L'humour est plus souvent plat et limité que d'habitude: on comprend que Greg ait refusé, au départ, d'éditer des gags assez faibles, comme le 26 (consternant de banalité). Le gag "rural" (pages 12 et 13) n'est ni très drôle, ni très crédible : fondé (comme le gag pages 18 et 19) sur la grosseur de l'effet visuel et dynamique, qui n'est pas en soi très hilarant. Le gag de la manifestation de rue, satirique mais d'intérêt limité (pages 14 et 15). Le gag de la dinde perdue (page 31) n'a pas de quoi susciter le fou-rire.

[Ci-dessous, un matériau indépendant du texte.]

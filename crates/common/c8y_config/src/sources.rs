use std::borrow::Cow;
use std::fmt::Display;
use std::path::Path;
use std::path::PathBuf;

use figment::providers::Env;
use figment::providers::Format;
use figment::providers::Toml;
use figment::util::nest;
use figment::value::Dict;
use figment::value::Map;
use figment::value::Value;
use figment::Figment;
use figment::Metadata;
use figment::Profile;
use figment::Provider;
use serde::de::DeserializeOwned;

use crate::ConfigError;

const ENV_PREFIX: &str = "C8Y_";

/// Variables read by the command line tool and not part of `c8y.toml`
const IGNORED_VARIABLES: &[&str] = &["CONFIG_DIR", "LOG"];

#[derive(Default, Debug, PartialEq, Eq)]
#[must_use]
pub struct UnusedValueWarnings(Vec<String>);

impl UnusedValueWarnings {
    pub fn emit(self) {
        for warning in self.0 {
            tracing::warn!("{warning}");
        }
    }

    pub fn warnings(&self) -> &[String] {
        &self.0
    }
}

/// Extract the configuration data from the given TOML file and the `C8Y_` prefixed environment variables
///
/// The file is optional. Environment variables take precedence over the file.
pub fn extract_data<T: DeserializeOwned>(
    path: impl AsRef<Path>,
) -> Result<(T, UnusedValueWarnings), ConfigError> {
    let figment = Figment::new()
        .merge(Toml::file(path))
        .merge(C8yEnvProvider);
    extract_with_warnings(&figment)
}

/// Extract the configuration data from a TOML string, ignoring the environment
pub fn extract_from_toml_str<T: DeserializeOwned>(
    toml: &str,
) -> Result<(T, UnusedValueWarnings), ConfigError> {
    let figment = Figment::new().merge(Toml::string(toml));
    extract_with_warnings(&figment)
}

fn extract_with_warnings<T: DeserializeOwned>(
    figment: &Figment,
) -> Result<(T, UnusedValueWarnings), ConfigError> {
    let data = extract_exact(figment);

    let warnings = unused_value_warnings::<T>(figment)
        .ok()
        .map(UnusedValueWarnings)
        .unwrap_or_default();

    match data {
        Ok(data) => Ok((data, warnings)),
        Err(e) => {
            warnings.emit();
            Err(e)
        }
    }
}

fn unused_value_warnings<T: DeserializeOwned>(figment: &Figment) -> Result<Vec<String>, ConfigError> {
    let mut warnings = Vec::new();

    let de = extract_exact::<Value>(figment)?;

    let _: T = serde_ignored::deserialize(&de, |path| {
        let serde_path = path.to_string();

        let source = figment
            .find_metadata(&serde_path)
            .map(|metadata| ConfigurationSource::infer(&serde_path, metadata));

        if let Some(source) = source {
            warnings.push(format!(
                "Unknown configuration field {serde_path:?} from {source}"
            ));
        } else {
            warnings.push(format!("Unknown configuration field {serde_path:?}"));
        }
    })
    .map_err(ConfigError::Figment)?;

    Ok(warnings)
}

fn extract_exact<T: DeserializeOwned>(figment: &Figment) -> Result<T, ConfigError> {
    figment.extract().map_err(|error_list| {
        ConfigError::multiple_errors(error_list.into_iter().map(add_error_context).collect())
    })
}

fn add_error_context(mut error: figment::Error) -> ConfigError {
    use ConfigurationSource::*;
    if let Some(ref mut metadata) = error.metadata {
        match ConfigurationSource::infer(&error.path.join("."), metadata) {
            EnvVariable(variable) => {
                metadata.name = Cow::Owned(format!("{variable} environment variable"));
            }
            TomlFile(_) => {
                *metadata = metadata
                    .clone()
                    .interpolater(|_profile, path| path.join("."));
            }
            Unknown(_) => (),
        };
    }

    ConfigError::Figment(error)
}

enum ConfigurationSource {
    TomlFile(PathBuf),
    EnvVariable(String),
    Unknown(String),
}

impl ConfigurationSource {
    fn infer(path: &str, m: &Metadata) -> Self {
        m.source
            .as_ref()
            .and_then(|source| source.file_path().map(<_>::to_owned).map(Self::TomlFile))
            .or_else(|| variable_name(path).map(Self::EnvVariable))
            .unwrap_or_else(|| Self::Unknown(m.name.clone().into_owned()))
    }
}

impl Display for ConfigurationSource {
    fn fmt(&self, f: &mut std::fmt::Formatter<'_>) -> std::fmt::Result {
        match self {
            Self::TomlFile(path) => write!(f, "TOML file {}", path.display()),
            Self::EnvVariable(variable) => write!(f, "environment variable {variable}"),
            Self::Unknown(name) => write!(f, "{name}"),
        }
    }
}

/// Map the name of a `C8Y_` variable (prefix excluded) to a configuration key
///
/// The connection settings have short names (`C8Y_BASEURL`, `C8Y_USER`, ...).
/// Other settings are named after their section: `C8Y_HTTP_TIMEOUT_SECS` is `http.timeout_secs`.
pub fn config_key(variable: &str) -> String {
    let name = variable.to_ascii_lowercase();
    match name.as_str() {
        "baseurl" | "url" => "c8y.url".to_string(),
        "tenant" | "user" | "password" | "token" => format!("c8y.{name}"),
        _ => ["c8y", "bootstrap", "http"]
            .iter()
            .find_map(|section| {
                name.strip_prefix(section)
                    .and_then(|rest| rest.strip_prefix('_'))
                    .filter(|key| !key.is_empty())
                    .map(|key| format!("{section}.{key}"))
            })
            .unwrap_or(name),
    }
}

fn variable_name(key: &str) -> Option<String> {
    std::env::vars_os().find_map(|(k, _)| {
        let name = k.to_str()?.strip_prefix(ENV_PREFIX)?;
        (config_key(name) == key).then(|| format!("{ENV_PREFIX}{name}"))
    })
}

/// The `C8Y_` prefixed environment variables, empty ones excluded
struct C8yEnvProvider;

impl C8yEnvProvider {
    fn env() -> Env {
        Env::prefixed(ENV_PREFIX).ignore(IGNORED_VARIABLES)
    }
}

impl Provider for C8yEnvProvider {
    fn metadata(&self) -> Metadata {
        Self::env().metadata()
    }

    fn data(&self) -> Result<Map<Profile, Dict>, figment::Error> {
        let mut dict = Dict::new();
        for (name, value) in Self::env().iter() {
            if value.is_empty() {
                continue;
            }

            let key = config_key(name.as_str());
            let value = if key.starts_with("c8y.") || key.starts_with("bootstrap.") {
                // Credentials are strings, even when they look like numbers
                Value::from(value)
            } else if value.len() > 1 && value.starts_with('0') && !value.contains('.') {
                Value::from(value)
            } else {
                value.parse::<Value>().unwrap_or_else(|never| match never {})
            };

            if let Some(nested) = nest(&key, value).into_dict() {
                dict = merge(dict, nested);
            }
        }

        Ok(Profile::Default.collect(dict))
    }
}

fn merge(mut left: Dict, right: Dict) -> Dict {
    for (key, value) in right {
        let merged = match (left.remove(&key), value) {
            (Some(Value::Dict(_, a)), Value::Dict(tag, b)) => Value::Dict(tag, merge(a, b)),
            (_, value) => value,
        };
        left.insert(key, merged);
    }
    left
}
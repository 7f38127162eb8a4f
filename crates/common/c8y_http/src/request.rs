use crate::body::json_without;
use crate::expand_path;
use crate::ByteStream;
use crate::C8yHttpClient;
use crate::Credentials;
use crate::ErrorEnvelope;
use crate::MultipartForm;
use crate::PathError;
use crate::ProcessingMode;
use crate::QueryParams;
use crate::QueryValue;
use crate::RequestBody;
use crate::RestError;
use crate::ToQuery;
use crate::PROCESSING_MODE_HEADER;
use bytes::Bytes;
use mime::Mime;
use reqwest::header::HeaderMap;
use reqwest::header::HeaderName;
use reqwest::header::HeaderValue;
use reqwest::header::ACCEPT;
use reqwest::header::CONTENT_TYPE;
use reqwest::Method;
use reqwest::Response;
use serde::de::DeserializeOwned;
use serde::Serialize;
use std::future::Future;
use tokio_util::sync::CancellationToken;
use tracing::debug;
use tracing::warn;
use url::Url;

/// A request under construction
///
/// Errors detected while building the request (a path template not matching its parameters,
/// a body that cannot be serialized) are kept aside and returned when the request is sent.
#[must_use]
pub struct RestRequest<'a> {
    client: &'a C8yHttpClient,
    method: Method,
    path: Result<String, PathError>,
    query: QueryParams,
    headers: HeaderMap,
    body: Result<Option<RequestBody>, RestError>,
    credentials: Option<Credentials>,
    cancel: Option<CancellationToken>,
}

impl<'a> RestRequest<'a> {
    pub(crate) fn new(
        client: &'a C8yHttpClient,
        method: Method,
        template: &str,
        params: &[&str],
    ) -> Self {
        RestRequest {
            client,
            method,
            path: expand_path(template, params),
            query: QueryParams::new(),
            headers: HeaderMap::new(),
            body: Ok(None),
            credentials: None,
            cancel: None,
        }
    }

    pub fn method(&self) -> &Method {
        &self.method
    }

    /// Add a query parameter, unless the value is absent
    pub fn query(mut self, name: &str, value: impl QueryValue) -> Self {
        self.query.add_if_required(name, value);
        self
    }

    /// Add a group of query parameters
    pub fn query_params(mut self, params: impl ToQuery) -> Self {
        params.append_to(&mut self.query);
        self
    }

    pub fn header(mut self, name: HeaderName, value: &str) -> Self {
        match HeaderValue::from_str(value) {
            Ok(value) => {
                self.headers.insert(name, value);
            }
            Err(err) => self.body = Err(err.into()),
        }
        self
    }

    /// Set the media type expected in the response
    pub fn accept(self, media_type: &str) -> Self {
        self.header(ACCEPT, media_type)
    }

    /// Set the media type of the request body
    ///
    /// Only relevant for JSON bodies: raw and multipart bodies carry their own content type.
    pub fn content_type(self, media_type: &str) -> Self {
        self.header(CONTENT_TYPE, media_type)
    }

    /// Set the `X-Cumulocity-Processing-Mode` header
    ///
    /// When `None`, the default mode of the client (if any) is used.
    pub fn processing_mode(self, mode: Option<ProcessingMode>) -> Self {
        match mode.or(self.client.processing_mode()) {
            Some(mode) => self.header(PROCESSING_MODE_HEADER, mode.as_str()),
            None => self,
        }
    }

    /// Authenticate this request with other credentials than the client's ones
    pub fn credentials(mut self, credentials: Credentials) -> Self {
        self.credentials = Some(credentials);
        self
    }

    /// Abort the request as soon as the token is cancelled
    pub fn cancel_on(mut self, token: Option<CancellationToken>) -> Self {
        self.cancel = token;
        self
    }

    /// Send a JSON document
    pub fn json<T: Serialize + ?Sized>(self, document: &T) -> Self {
        self.json_without(document, &[])
    }

    /// Send a JSON document, without the given server-managed fields
    pub fn json_without<T: Serialize + ?Sized>(mut self, document: &T, fields: &[&str]) -> Self {
        if self.body.is_ok() {
            self.body = json_without(document, fields).map(|json| Some(RequestBody::Json(json)));
        }
        self
    }

    /// Send raw bytes
    pub fn bytes(mut self, content: impl Into<Bytes>, mime: Mime) -> Self {
        if self.body.is_ok() {
            self.body = Ok(Some(RequestBody::Bytes {
                content: content.into(),
                mime,
            }));
        }
        self
    }

    /// Send a multipart form
    pub fn multipart(mut self, form: MultipartForm) -> Self {
        if self.body.is_ok() {
            self.body = Ok(Some(RequestBody::Multipart(form)));
        }
        self
    }

    /// The URL this request will be sent to
    pub fn url(&self) -> Result<Url, RestError> {
        let path = self.path.clone()?;
        self.client.url_for(&path, &self.query)
    }

    pub fn headers(&self) -> &HeaderMap {
        &self.headers
    }

    /// The body of this request, once server-managed fields have been stripped
    pub fn body(&self) -> Option<&RequestBody> {
        self.body.as_ref().ok().and_then(Option::as_ref)
    }

    /// Send the request, returning the response if the status is a success
    pub async fn send(self) -> Result<Response, RestError> {
        let url = self.url()?;
        let RestRequest {
            client,
            method,
            headers,
            body,
            credentials,
            cancel,
            ..
        } = self;
        let endpoint = url.path().to_string();

        let mut request = client
            .http()
            .request(method.clone(), url.clone())
            .headers(headers.clone());
        if let Some(credentials) = credentials.as_ref().or(client.credentials()) {
            request = credentials.authenticate(request);
        }
        request = match body? {
            None => request,
            Some(RequestBody::Json(json)) => {
                let content = serde_json::to_vec(&json).map_err(RestError::Serialize)?;
                if headers.contains_key(CONTENT_TYPE) {
                    request.body(content)
                } else {
                    request.header(CONTENT_TYPE, "application/json").body(content)
                }
            }
            Some(RequestBody::Bytes { content, mime }) => request
                .header(CONTENT_TYPE, mime.as_ref())
                .body(content),
            Some(RequestBody::Multipart(form)) => request.multipart(form.into_form()?),
        };

        debug!(target: "c8y-http", "{method} {url}");
        let response = cancellable(cancel.as_ref(), request.send()).await?;

        let status = response.status();
        if status.is_success() {
            return Ok(response);
        }

        let body = match cancellable(cancel.as_ref(), response.text()).await {
            Ok(body) => body,
            Err(RestError::Cancelled) => return Err(RestError::Cancelled),
            Err(_) => String::new(),
        };
        warn!(target: "c8y-http", "{method} {endpoint} failed with status {status}");
        Err(RestError::Status {
            status,
            method,
            endpoint,
            envelope: ErrorEnvelope::parse(&body),
            body,
        })
    }

    /// Send the request and decode the JSON response
    pub async fn send_json<T: DeserializeOwned>(self) -> Result<T, RestError> {
        let cancel = self.cancel.clone();
        let response = self.send().await?;
        let endpoint = response.url().path().to_string();
        let bytes = cancellable(cancel.as_ref(), response.bytes()).await?;
        serde_json::from_slice(&bytes).map_err(|source| RestError::Deserialize { endpoint, source })
    }

    /// Send the request, ignoring the response content
    pub async fn send_empty(self) -> Result<(), RestError> {
        let cancel = self.cancel.clone();
        let response = self.send().await?;
        cancellable(cancel.as_ref(), response.bytes()).await?;
        Ok(())
    }

    /// Send the request and return the response content unprocessed
    pub async fn send_stream(self) -> Result<ByteStream, RestError> {
        let cancel = self.cancel.clone();
        let response = self.send().await?;
        Ok(ByteStream::new(response, cancel))
    }
}

/// Await a future unless the token is cancelled first
pub(crate) async fn cancellable<T, E>(
    cancel: Option<&CancellationToken>,
    future: impl Future<Output = Result<T, E>>,
) -> Result<T, RestError>
where
    RestError: From<E>,
{
    match cancel {
        None => Ok(future.await?),
        Some(token) => tokio::select! {
            biased;
            _ = token.cancelled() => Err(RestError::Cancelled),
            result = future => Ok(result?),
        },
    }
}
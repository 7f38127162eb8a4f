use super::Pagination;
use crate::json_c8y::ManagedObject;
use crate::json_c8y::ManagedObjectCollection;
use crate::media_types;
use c8y_http::QueryParams;
use c8y_http::RestError;
use c8y_http::ToQuery;
use serde::de::DeserializeOwned;

const MANAGED_OBJECTS: &str = "/inventory/managedObjects";
const MANAGED_OBJECT: &str = "/inventory/managedObjects/{id}";

const REMOVED_FIELDS: &[&str] = &[
    "id",
    "self",
    "creationTime",
    "lastUpdated",
    "owner",
    "assetParents",
    "deviceParents",
    "additionParents",
    "childAssets",
    "childDevices",
    "childAdditions",
];

api_handle!(
    /// `/inventory/managedObjects`
    Inventory
);

/// Filters of a request on the inventory
///
/// `query` is a Cumulocity query language expression, e.g. `$filter=(has(c8y_IsDevice))`.
#[derive(Debug, Clone, Default, PartialEq)]
pub struct InventoryQuery {
    pub child_addition_id: Option<String>,
    pub child_asset_id: Option<String>,
    pub child_device_id: Option<String>,
    pub fragment_type: Option<String>,
    pub ids: Vec<String>,
    pub only_roots: Option<bool>,
    pub owner: Option<String>,
    pub query: Option<String>,
    pub text: Option<String>,
    pub object_type: Option<String>,
    pub with_children: Option<bool>,
    pub with_children_count: Option<bool>,
    pub with_groups: Option<bool>,
    pub with_parents: Option<bool>,
    pub skip_children_names: Option<bool>,
    pub pagination: Pagination,
}

impl ToQuery for InventoryQuery {
    fn append_to(&self, query: &mut QueryParams) {
        query.add_if_required("childAdditionId", &self.child_addition_id);
        query.add_if_required("childAssetId", &self.child_asset_id);
        query.add_if_required("childDeviceId", &self.child_device_id);
        query.add_if_required("fragmentType", &self.fragment_type);
        query.add_if_required("ids", &self.ids);
        query.add_if_required("onlyRoots", self.only_roots);
        query.add_if_required("owner", &self.owner);
        query.add_if_required("query", &self.query);
        query.add_if_required("text", &self.text);
        query.add_if_required("type", &self.object_type);
        query.add_if_required("withChildren", self.with_children);
        query.add_if_required("withChildrenCount", self.with_children_count);
        query.add_if_required("withGroups", self.with_groups);
        query.add_if_required("withParents", self.with_parents);
        query.add_if_required("skipChildrenNames", self.skip_children_names);
        self.pagination.append_to(query);
    }
}

impl Inventory<'_> {
    pub async fn list(&self, query: &InventoryQuery) -> Result<ManagedObjectCollection, RestError> {
        self.list_as(query).await
    }

    /// List managed objects, reading each of them into a caller-defined type
    pub async fn list_as<T: DeserializeOwned>(
        &self,
        query: &InventoryQuery,
    ) -> Result<ManagedObjectCollection<T>, RestError> {
        self.ctx
            .get(MANAGED_OBJECTS, &[])
            .query_params(query)
            .accept(media_types::MANAGED_OBJECT_COLLECTION)
            .send_json()
            .await
    }

    pub async fn create(&self, managed_object: &ManagedObject) -> Result<ManagedObject, RestError> {
        self.ctx
            .post(MANAGED_OBJECTS, &[])
            .content_type(media_types::MANAGED_OBJECT)
            .accept(media_types::MANAGED_OBJECT)
            .json_without(managed_object, REMOVED_FIELDS)
            .send_json()
            .await
    }

    pub async fn get(&self, id: &str) -> Result<ManagedObject, RestError> {
        self.get_as(id).await
    }

    /// Read a managed object into a caller-defined type
    pub async fn get_as<T: DeserializeOwned>(&self, id: &str) -> Result<T, RestError> {
        self.ctx
            .get(MANAGED_OBJECT, &[id])
            .accept(media_types::MANAGED_OBJECT)
            .send_json()
            .await
    }

    /// Update a managed object
    ///
    /// Only the given fragments are changed. A fragment set to `null` is removed.
    pub async fn update(
        &self,
        id: &str,
        managed_object: &ManagedObject,
    ) -> Result<ManagedObject, RestError> {
        self.ctx
            .put(MANAGED_OBJECT, &[id])
            .content_type(media_types::MANAGED_OBJECT)
            .accept(media_types::MANAGED_OBJECT)
            .json_without(managed_object, REMOVED_FIELDS)
            .send_json()
            .await
    }

    /// Delete a managed object, and with `cascade` its children
    pub async fn delete(&self, id: &str, cascade: Option<bool>) -> Result<(), RestError> {
        self.ctx
            .delete(MANAGED_OBJECT, &[id])
            .query("cascade", cascade)
            .send_empty()
            .await
    }
}

#[cfg(test)]
mod tests {
    use super::*;
    use crate::api::test_helpers::client;
    use mockito::Matcher;
    use serde::Deserialize;
    use serde_json::json;
    use time::macros::datetime;

    #[tokio::test]
    async fn ids_are_comma_joined() {
        let mut server = mockito::Server::new_async().await;
        let mock = server
            .mock("GET", "/inventory/managedObjects?ids=1%2C2%2C3&withParents=true")
            .match_header("accept", media_types::MANAGED_OBJECT_COLLECTION)
            .with_status(200)
            .with_body(r#"{"managedObjects": [{"id": "1"}, {"id": "2"}, {"id": "3"}]}"#)
            .create_async()
            .await;

        let c8y = client(&server);
        let objects = Inventory::new(&c8y)
            .list(&InventoryQuery {
                ids: vec!["1".into(), "2".into(), "3".into()],
                with_parents: Some(true),
                ..InventoryQuery::default()
            })
            .await
            .unwrap();

        mock.assert_async().await;
        assert_eq!(objects.items.len(), 3);
    }

    #[tokio::test]
    async fn query_language_expressions_are_encoded() {
        let mut server = mockito::Server::new_async().await;
        let mock = server
            .mock("GET", "/inventory/managedObjects")
            .match_query(Matcher::UrlEncoded(
                "query".into(),
                "$filter=(has(c8y_IsDevice)) $orderby=name".into(),
            ))
            .with_status(200)
            .with_body(r#"{"managedObjects": []}"#)
            .create_async()
            .await;

        let c8y = client(&server);
        Inventory::new(&c8y)
            .list(&InventoryQuery {
                query: Some("$filter=(has(c8y_IsDevice)) $orderby=name".into()),
                ..InventoryQuery::default()
            })
            .await
            .unwrap();

        mock.assert_async().await;
    }

    #[tokio::test]
    async fn hierarchy_is_not_sent_on_update() {
        let mut server = mockito::Server::new_async().await;
        let mock = server
            .mock("PUT", "/inventory/managedObjects/4242")
            .match_header("content-type", media_types::MANAGED_OBJECT)
            .match_body(Matcher::Json(json!({
                "name": "my device",
                "c8y_Firmware": { "version": "1.2.0" }
            })))
            .with_status(200)
            .with_body(r#"{"id": "4242", "name": "my device", "c8y_Firmware": {"version": "1.2.0"}}"#)
            .create_async()
            .await;

        let mut update = ManagedObject {
            name: Some("my device".into()),
            ..ManagedObject::default()
        }
        .with_fragment("c8y_Firmware", json!({ "version": "1.2.0" }));
        update.id = Some("4242".into());
        update.owner = Some("device_4242".into());
        update.last_updated = Some(datetime!(2024-03-01 12:00 UTC));
        update.child_devices = Some(json!({ "references": [] }));

        let c8y = client(&server);
        let updated = Inventory::new(&c8y).update("4242", &update).await.unwrap();

        mock.assert_async().await;
        assert_eq!(updated.fragments["c8y_Firmware"]["version"], "1.2.0");
    }

    #[tokio::test]
    async fn managed_object_is_read_into_a_custom_type() {
        #[derive(Deserialize)]
        struct Firmware {
            #[serde(rename = "c8y_Firmware")]
            c8y_firmware: Version,
        }

        #[derive(Deserialize)]
        struct Version {
            version: String,
        }

        let mut server = mockito::Server::new_async().await;
        let _mock = server
            .mock("GET", "/inventory/managedObjects/4242")
            .with_status(200)
            .with_body(r#"{"id": "4242", "c8y_Firmware": {"name": "core", "version": "1.2.0"}}"#)
            .create_async()
            .await;

        let c8y = client(&server);
        let firmware: Firmware = Inventory::new(&c8y).get_as("4242").await.unwrap();

        assert_eq!(firmware.c8y_firmware.version, "1.2.0");
    }

    #[tokio::test]
    async fn managed_objects_are_listed_into_a_custom_type() {
        #[derive(Debug, PartialEq, Deserialize)]
        struct Device {
            id: String,
            name: String,
        }

        let mut server = mockito::Server::new_async().await;
        let mock = server
            .mock("GET", "/inventory/managedObjects?fragmentType=c8y_IsDevice&pageSize=2")
            .match_header("accept", media_types::MANAGED_OBJECT_COLLECTION)
            .with_status(200)
            .with_body(
                r#"{
                    "managedObjects": [
                        {"id": "4242", "name": "pump", "c8y_IsDevice": {}},
                        {"id": "4243", "name": "valve", "c8y_IsDevice": {}}
                    ],
                    "statistics": {"currentPage": 1, "pageSize": 2}
                }"#,
            )
            .create_async()
            .await;

        let c8y = client(&server);
        let devices: ManagedObjectCollection<Device> = Inventory::new(&c8y)
            .list_as(&InventoryQuery {
                fragment_type: Some("c8y_IsDevice".into()),
                pagination: Pagination::page_size(2),
                ..InventoryQuery::default()
            })
            .await
            .unwrap();

        mock.assert_async().await;
        assert_eq!(
            devices.items,
            vec![
                Device {
                    id: "4242".into(),
                    name: "pump".into()
                },
                Device {
                    id: "4243".into(),
                    name: "valve".into()
                },
            ]
        );
        assert_eq!(devices.statistics.map(|s| s.page_size), Some(Some(2)));
    }

    #[tokio::test]
    async fn cascade_is_only_sent_when_set() {
        let mut server = mockito::Server::new_async().await;
        let mock = server
            .mock("DELETE", "/inventory/managedObjects/4242?cascade=true")
            .with_status(204)
            .create_async()
            .await;

        let c8y = client(&server);
        Inventory::new(&c8y).delete("4242", Some(true)).await.unwrap();

        mock.assert_async().await;
    }
}
use super::Output;
use anyhow::Context;
use c8y_api::json_c8y::BinaryInfo;
use c8y_api::ByteStream;
use c8y_api::C8yClient;
use c8y_http::CancellationToken;
use futures::StreamExt;
use std::path::Path;
use std::path::PathBuf;
use tokio::io::AsyncWriteExt;
use tracing::debug;

#[derive(clap::Subcommand, Debug)]
pub enum BinariesCmd {
    /// Upload a file
    Upload {
        file: PathBuf,

        /// Name of the binary, the file name by default
        #[clap(long)]
        name: Option<String>,

        /// Media type of the binary, guessed from the file extension by default
        #[clap(long = "type")]
        content_type: Option<String>,
    },

    /// Download a binary into a file
    Download {
        id: String,

        #[clap(long, short)]
        output: PathBuf,
    },
}

impl BinariesCmd {
    pub fn description(&self) -> String {
        match self {
            BinariesCmd::Upload { file, .. } => format!("upload {}", file.display()),
            BinariesCmd::Download { id, output } => {
                format!("download the binary {id} into {}", output.display())
            }
        }
    }

    pub async fn execute(self, c8y: &C8yClient, cancel: CancellationToken) -> anyhow::Result<Output> {
        let binaries = c8y.binaries().cancel_on(cancel);
        match self {
            BinariesCmd::Upload {
                file,
                name: None,
                content_type: None,
            } => Output::json(&binaries.upload_file(&file).await?),
            BinariesCmd::Upload {
                file,
                name,
                content_type,
            } => {
                let content = tokio::fs::read(&file)
                    .await
                    .with_context(|| format!("failed to read {}", file.display()))?;
                let name = name.unwrap_or_else(|| file_name(&file));
                let content_type = content_type.unwrap_or_else(|| {
                    mime_guess::from_path(&file)
                        .first_or_octet_stream()
                        .to_string()
                });
                let info = BinaryInfo::new(name, content_type);
                Output::json(&binaries.upload(&info, content).await?)
            }
            BinariesCmd::Download { id, output } => {
                let stream = binaries.download(&id).await?;
                let size = match save(stream, &output).await {
                    Ok(size) => size,
                    Err(err) => {
                        if let Err(remove_err) = tokio::fs::remove_file(&output).await {
                            debug!("Cannot remove {}: {remove_err}", output.display());
                        }
                        return Err(err);
                    }
                };
                debug!("Downloaded binary {id}: {size} bytes");
                Ok(Output::Saved { path: output, size })
            }
        }
    }
}

/// Write a downloaded binary into a file, returning the number of bytes written
async fn save(mut stream: ByteStream, output: &Path) -> anyhow::Result<u64> {
    let mut file = tokio::fs::File::create(output)
        .await
        .with_context(|| format!("failed to create {}", output.display()))?;
    let mut size = 0;
    while let Some(chunk) = stream.next().await {
        let chunk = chunk?;
        size += chunk.len() as u64;
        file.write_all(&chunk).await?;
    }
    file.flush().await?;
    Ok(size)
}

fn file_name(path: &Path) -> String {
    path.file_name()
        .map(|name| name.to_string_lossy().into_owned())
        .unwrap_or_else(|| path.display().to_string())
}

Les époques de création de ces gags étant variées, on y trouve avec émotion des personnages et des décors correspondant à des réalités révolues : la Deux-Chevaux fourgonnette, page 3; allusion aux belles années du Marcel Achard (page 16); allusion au roman "Maria Chapdelaine", bien oublié aujourd'hui (page 29), de même qu'à la chanson de Line Renaud (même planche). Le conte de Noël merveilleux, assez loin du cadre généralement réaliste des aventures d'Achille Talon (pages 20 à 23), correspondant à une époque où l' "esprit de Noël" faisait consensus parmi les lecteurs, en sus d'être l'orgie commerciale et gastronomique aujourd'hui réduite à l'empiffrement cholestérolémiant du "Réveillon". La sortie de l'époque moralement protégée et encadrée des Trente Glorieuses, pour laisser "Polite" s'engager dans des voies plus audacieuses : réalisme, vulgarité, anticonformisme (pages 24 et 25), goût pour le mal foutu, le vieilli, le trash (page 26).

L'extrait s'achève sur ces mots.